Functional analysis of the BMP9 response of ALK1 mutants from HHT2 patients: a diagnostic tool for novel ACVRL1 mutations

Hereditary Hemorrhagic Telangiectasia (HHT) is an autosomal dominant genetically inheritable vascular dysplasia caused by mutations in genes encoding receptors of the TGFβ family: ENG, encoding endoglin (HHT1), and ACVRL1, encoding activin receptor-like kinase-1 (ALK1) (HHT2). Our recent discovery of BMP9 as the specific ligand for ALK1 allowed us to re-evaluate the functional significance of ACVRL1 mutations. We generated nineteen ALK1 mutants reproducing HHT2 mutations (four were novel mutations) found throughout the protein. We show that all ALK1 mutant proteins were expressed by transfected cells, most of them were present at the cell surface and retained their ability to bind BMP9 (except for the extracellular mutants). However, most were defective in BMP9 signaling. None of the ALK1 mutants had a dominant negative effect on wild-type ALK1 activity. These data demonstrate that mutations of ACVRL1 fit with a functional haploinsufficiency model affecting BMP9 signaling.

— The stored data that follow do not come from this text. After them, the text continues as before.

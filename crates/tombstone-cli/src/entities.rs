//! The demo entity types the `tombstone` binary manages.
//!
//! `Article` opts into soft deletes; `Tag` does not and is removed outright.

use serde::Serialize;
use tombstone_core::{
  Entity, EntityMetadata, Error, FieldMapping, FieldType, Result, Row, Timestamp, Value,
  value::{FromValue, read},
};
use tombstone_soft_delete::{DELETED_AT, SoftDeletable};

// ─── Article ─────────────────────────────────────────────────────────────────

#[derive(Debug, Clone, Serialize)]
pub struct Article {
  pub id:         i64,
  pub title:      String,
  pub deleted_at: Option<Timestamp>,
}

impl Article {
  pub fn new(id: i64, title: impl Into<String>) -> Self {
    Self { id, title: title.into(), deleted_at: None }
  }
}

impl Entity for Article {
  fn describe() -> EntityMetadata {
    EntityMetadata::new("Article", "articles")
      .with_field(FieldMapping::new("title", FieldType::Text))
  }

  fn hydrate(row: &Row) -> Result<Self> {
    Ok(Self {
      id:         read(row, "id")?,
      title:      read(row, "title")?,
      deleted_at: read(row, DELETED_AT)?,
    })
  }

  fn id(&self) -> i64 { self.id }

  fn get(&self, field: &str) -> Option<Value> {
    match field {
      "id" => Some(self.id.into()),
      "title" => Some(self.title.as_str().into()),
      DELETED_AT => Some(self.deleted_at.into()),
      _ => None,
    }
  }

  fn set(&mut self, field: &str, value: Value) -> Result<()> {
    match field {
      "title" => self.title = FromValue::from_value(field, &value)?,
      DELETED_AT => self.deleted_at = FromValue::from_value(field, &value)?,
      other => {
        return Err(Error::UnknownField {
          entity: "Article".into(),
          field:  other.into(),
        });
      }
    }
    Ok(())
  }
}

impl SoftDeletable for Article {
  fn deleted_at(&self) -> Option<Timestamp> { self.deleted_at }

  fn set_deleted_at(&mut self, deleted_at: Option<Timestamp>) { self.deleted_at = deleted_at; }
}

// ─── Tag ─────────────────────────────────────────────────────────────────────

#[derive(Debug, Clone, Serialize)]
pub struct Tag {
  pub id:   i64,
  pub name: String,
}

impl Entity for Tag {
  fn describe() -> EntityMetadata {
    EntityMetadata::new("Tag", "tags").with_field(FieldMapping::new("name", FieldType::Text))
  }

  fn hydrate(row: &Row) -> Result<Self> {
    Ok(Self {
      id:   read(row, "id")?,
      name: read(row, "name")?,
    })
  }

  fn id(&self) -> i64 { self.id }

  fn get(&self, field: &str) -> Option<Value> {
    match field {
      "id" => Some(self.id.into()),
      "name" => Some(self.name.as_str().into()),
      _ => None,
    }
  }

  fn set(&mut self, field: &str, value: Value) -> Result<()> {
    match field {
      "name" => self.name = FromValue::from_value(field, &value)?,
      other => {
        return Err(Error::UnknownField {
          entity: "Tag".into(),
          field:  other.into(),
        });
      }
    }
    Ok(())
  }
}
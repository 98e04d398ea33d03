//! Command implementations over one store and one entity manager.

use std::sync::Arc;

use anyhow::{Context as _, Result};
use serde::Serialize;
use tombstone_core::{
  Entity, EntityKey, EntityManager, EntityMetadata, FlushPlan, Row, Timestamp, Value,
};
use tombstone_soft_delete::{DELETED_AT, SoftDeletable, SoftDeleteInterceptor};
use tombstone_store_sqlite::SqliteStore;

use crate::entities::{Article, Tag};

/// Outcome of a `delete` command.
#[derive(Debug, Serialize)]
pub struct DeleteReport {
  pub entity:              String,
  /// `true` if the row was kept and only `deleted_at` was written.
  pub soft:                bool,
  /// Set when the entity was already soft-deleted before this call.
  pub previous_deleted_at: Option<Timestamp>,
  pub plan:                FlushPlan,
}

// ─── App ─────────────────────────────────────────────────────────────────────

pub struct App {
  store: SqliteStore,
  em:    EntityManager,
}

impl App {
  /// Register soft deletes for [`Article`] and bring both tables up to date.
  pub async fn open(store: SqliteStore) -> Result<Self> {
    let mut em = EntityManager::default();
    em.add_listener(Arc::new(SoftDeleteInterceptor::new().with::<Article>()));

    let mut app = Self { store, em };
    for metadata in app.schema()? {
      app
        .store
        .ensure_table(&metadata)
        .await
        .with_context(|| format!("failed to prepare table {:?}", metadata.table_name()))?;
    }
    Ok(app)
  }

  /// Mapping of every entity type, as the store sees it.
  pub fn schema(&mut self) -> Result<Vec<EntityMetadata>> {
    Ok(vec![
      (*self.em.metadata_for::<Article>()?).clone(),
      (*self.em.metadata_for::<Tag>()?).clone(),
    ])
  }

  // ── Writes ────────────────────────────────────────────────────────────────

  pub async fn add_article(&mut self, title: String) -> Result<Article> {
    let id = self.next_id::<Article>().await?;
    let article = Article::new(id, title);
    self.em.persist(article.clone())?;
    self.flush().await?;
    Ok(article)
  }

  pub async fn add_tag(&mut self, name: String) -> Result<Tag> {
    let id = self.next_id::<Tag>().await?;
    let tag = Tag { id, name };
    self.em.persist(tag.clone())?;
    self.flush().await?;
    Ok(tag)
  }

  /// Delete an entity. Soft-deletable types keep their row.
  pub async fn delete<T: Entity>(&mut self, id: i64) -> Result<DeleteReport> {
    let key = self.load::<T>(id).await?;
    let previous_deleted_at = self
      .em
      .unit_of_work()
      .original_data(&key)
      .and_then(|row| row.get(DELETED_AT))
      .and_then(Value::as_timestamp);

    self.em.remove(&key)?;
    let plan = self.flush().await?;
    let soft = plan.deletes().next().is_none();
    Ok(DeleteReport {
      entity: key.to_string(),
      soft,
      previous_deleted_at,
      plan,
    })
  }

  pub async fn restore(&mut self, id: i64) -> Result<Article> {
    self.load::<Article>(id).await?;
    let article = self.em.get_mut::<Article>(id)?;
    article.restore();
    let article = article.clone();
    self.flush().await?;
    Ok(article)
  }

  // ── Reads ─────────────────────────────────────────────────────────────────

  /// Stored articles. Soft-deleted ones are hidden unless `with_deleted`.
  pub async fn articles(&mut self, with_deleted: bool) -> Result<Vec<Article>> {
    let mut articles = Vec::new();
    for row in self.rows::<Article>().await? {
      let article = Article::hydrate(&row)?;
      if with_deleted || !article.is_deleted() {
        articles.push(article);
      }
    }
    Ok(articles)
  }

  pub async fn tags(&mut self) -> Result<Vec<Tag>> {
    let rows = self.rows::<Tag>().await?;
    Ok(rows.iter().map(Tag::hydrate).collect::<Result<_, _>>()?)
  }

  // ── Helpers ───────────────────────────────────────────────────────────────

  async fn next_id<T: Entity>(&mut self) -> Result<i64> {
    let metadata = self.em.metadata_for::<T>()?;
    Ok(self.store.next_id(&metadata).await?)
  }

  async fn rows<T: Entity>(&mut self) -> Result<Vec<Row>> {
    let metadata = self.em.metadata_for::<T>()?;
    Ok(self.store.fetch_all(&metadata).await?)
  }

  /// Track the stored entity `id`, reusing it if this session already
  /// tracks it.
  async fn load<T: Entity>(&mut self, id: i64) -> Result<EntityKey> {
    let key = self.em.key_for::<T>(id)?;
    if self.em.unit_of_work().contains(&key) {
      return Ok(key);
    }

    let metadata = self.em.metadata_for::<T>()?;
    let row = self
      .store
      .fetch(&metadata, id)
      .await?
      .with_context(|| format!("{} {id} not found", metadata.entity_name()))?;
    Ok(self.em.load::<T>(&row)?)
  }

  async fn flush(&mut self) -> Result<FlushPlan> {
    let plan = self.em.flush()?;
    self
      .store
      .execute(&plan)
      .await
      .context("failed to write flush plan")?;
    Ok(plan)
  }
}

#[cfg(test)]
mod tests {
  use super::*;

  async fn app() -> App {
    let store = SqliteStore::open_in_memory().await.unwrap();
    App::open(store).await.unwrap()
  }

  #[tokio::test]
  async fn ids_are_assigned_in_sequence() {
    let mut app = app().await;
    assert_eq!(app.add_article("one".into()).await.unwrap().id, 1);
    assert_eq!(app.add_article("two".into()).await.unwrap().id, 2);
    assert_eq!(app.add_tag("rust".into()).await.unwrap().id, 1);
  }

  #[tokio::test]
  async fn deleted_article_is_hidden_but_kept() {
    let mut app = app().await;
    app.add_article("Hello".into()).await.unwrap();

    let report = app.delete::<Article>(1).await.unwrap();
    assert!(report.soft);
    assert_eq!(report.entity, "Article#1");

    assert!(app.articles(false).await.unwrap().is_empty());
    let all = app.articles(true).await.unwrap();
    assert_eq!(all.len(), 1);
    assert!(all[0].is_deleted());
  }

  #[tokio::test]
  async fn deleted_tag_is_gone() {
    let mut app = app().await;
    app.add_tag("rust".into()).await.unwrap();

    let report = app.delete::<Tag>(1).await.unwrap();
    assert!(!report.soft);
    assert_eq!(report.plan.deletes().count(), 1);
    assert!(app.tags().await.unwrap().is_empty());
  }

  #[tokio::test]
  async fn restore_brings_article_back() {
    let mut app = app().await;
    app.add_article("Hello".into()).await.unwrap();
    app.delete::<Article>(1).await.unwrap();

    let restored = app.restore(1).await.unwrap();
    assert!(restored.deleted_at.is_none());
    assert_eq!(app.articles(false).await.unwrap().len(), 1);
  }

  #[tokio::test]
  async fn one_session_adds_deletes_lists_and_restores() {
    let mut app = app().await;
    app.add_article("first".into()).await.unwrap();
    app.add_article("second".into()).await.unwrap();
    app.add_tag("rust".into()).await.unwrap();

    assert!(app.delete::<Article>(1).await.unwrap().soft);
    assert!(!app.delete::<Tag>(1).await.unwrap().soft);

    let visible = app.articles(false).await.unwrap();
    assert_eq!(visible.len(), 1);
    assert_eq!(visible[0].title, "second");
    assert_eq!(app.articles(true).await.unwrap().len(), 2);
    assert!(app.tags().await.unwrap().is_empty());

    app.restore(1).await.unwrap();
    let titles: Vec<String> = app
      .articles(false)
      .await
      .unwrap()
      .into_iter()
      .map(|a| a.title)
      .collect();
    assert_eq!(titles, ["first", "second"]);

    // A hard-deleted tag is no longer tracked or stored.
    assert!(app.delete::<Tag>(1).await.is_err());
  }

  #[tokio::test]
  async fn deleting_again_reports_previous_timestamp() {
    let mut app = app().await;
    app.add_article("Hello".into()).await.unwrap();

    let first = app.delete::<Article>(1).await.unwrap();
    assert!(first.previous_deleted_at.is_none());
    let stamped = app.articles(true).await.unwrap()[0].deleted_at.unwrap();

    let second = app.delete::<Article>(1).await.unwrap();
    assert!(second.soft);
    assert_eq!(second.previous_deleted_at, Some(stamped));
    let restamped = app.articles(true).await.unwrap()[0].deleted_at.unwrap();
    assert!(restamped >= stamped);
  }

  #[tokio::test]
  async fn deleting_missing_row_fails() {
    let mut app = app().await;
    let err = app.delete::<Article>(7).await.unwrap_err();
    assert!(err.to_string().contains("Article 7 not found"));
  }

  #[tokio::test]
  async fn schema_includes_deleted_at_for_articles_only() {
    let mut app = app().await;
    let schema = app.schema().unwrap();
    assert!(schema[0].has_field("deletedAt"));
    assert!(!schema[1].has_field("deletedAt"));
  }
}
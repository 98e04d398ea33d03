//! Soft-delete behavior for Tombstone entities.
//!
//! Entity types opt in by implementing [`SoftDeletable`] and being registered
//! with a [`SoftDeleteInterceptor`]. The interceptor maps a nullable
//! `deletedAt` timestamp onto their metadata and, at flush time, turns every
//! scheduled deletion of such an entity into an update of that field.
//!
//! ```ignore
//! let interceptor = SoftDeleteInterceptor::new().with::<Article>();
//! let mut em = EntityManager::default();
//! em.add_listener(Arc::new(interceptor));
//! ```

mod interceptor;
mod soft_deletable;

pub use interceptor::SoftDeleteInterceptor;
pub use soft_deletable::{DELETED_AT, DELETED_AT_COLUMN, SoftDeletable};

Our study also identified four ACVRL1 mutations (D179A, R386C, R454W and A482V) that did not alter the BMP9 responses that are polymorphisms and two novel mutations that are pathogenic (L381P and I485F). This demonstrates that the analysis of BMP9 responses can be used as a diagnostic tool by geneticists confronted with novel or conflicting ACVRL1 mutations.